Poached salmon with fennel salad and creamy caper sauce

Poached Salmon with Fennel Salad

“You breathe in experience, and you breathe out what you make.”
– Doug Aitken

This quote has been swirling around my brain today. Does this mean creating shouldn’t be a struggle – that making art is as natural as aspiration? That sounds so effortless. I wish. Or does it suggest that limited experiences, like inadequate oxygen molecules in toxic air, results in an insipid and shallow creative exhale?

In yoga, there’s a Sanskrit word, pranayama, which translates as “breath control” or “control of life force.” Pranayama is a set of breathing techniques where the breath is intentionally altered to produce specific results. In practice, when we focus on our breath, it becomes fuller, richer, more rounded. A deep, expansive inhale yields an equally full exhale.

Applied to the quote above, it would imply, indeed, that the best art requires a cache of rich experiences. Or does our internal creative process provide an avenue to transform any experience, even the drone of suburban monotony, into something wonderful?

Speaking of turning something mundane into something wonderful…this creamy, flavorful lemon, dill and caper sauce paired with fennel salad elevates humble poached salmon into something both healthy and crave worthy – fancy enough for company.

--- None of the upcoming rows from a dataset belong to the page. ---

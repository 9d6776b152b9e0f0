//! Utilities for logging, console output and progress tracking

pub mod console;
pub mod log;
pub mod progress;

pub use self::log::{log_file_written, log_table_read, log_table_start};
pub use progress::{finish_stage, stage_spinner};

Poached salmon with fennel salad and creamy caper sauce

Starting the poaching process in cold water ensures the fish remains incredibly moist.

Ingredients

    Fennel Salad
  • 2 fennel bulbs, cored and thinly sliced
  • 1 shallot, thinly sliced
  • 2 Tablespoons olive oil
  • 2 Tablespoons lemon juice
  • Salt and freshly ground pepper, to taste
  • Poached Salmon
  • 2 cups water
  • 2 Tablespoons lemon juice
  • 1 shallot, sliced
  • 1 stalk celery, sliced
  • 2 sprigs dill
  • 1 bay leaf
  • 5 peppercorns
  • 1 large pinch salt
  • 4 8-oz. skinless salmon fillets
  • Caper Sauce
  • ½ cup Greek yogurt
  • 2 Tablespoons capers, drained and roughly chopped
  • 1 Tablespoon dill, chopped
  • 1 Tablespoon lemon juice
  • 1 teaspoon lemon zest
  • Salt and freshly ground pepper to taste

Directions

  1. In a small bowl, combine fennel salad ingredients and set aside to marinate.
  2. In a large saucepan, combine water, lemon juice, shallots, celery, dill, bay, peppercorns and salt. Add salmon to poaching liquid and additional water, until poaching liquid just covers salmon (about 2 more cups).
  3. Cover, turn heat to medium and cook salmon until internal temperature reaches 115°F, about 18 minutes. Carefully transfer salmon to a plate and chill until cold.
  4. To make yogurt sauce, combine all ingredients and chill. If too thick, add a bit of water or milk.
  5. Serve salmon over fennel Salad liberally drizzled with yogurt sauce.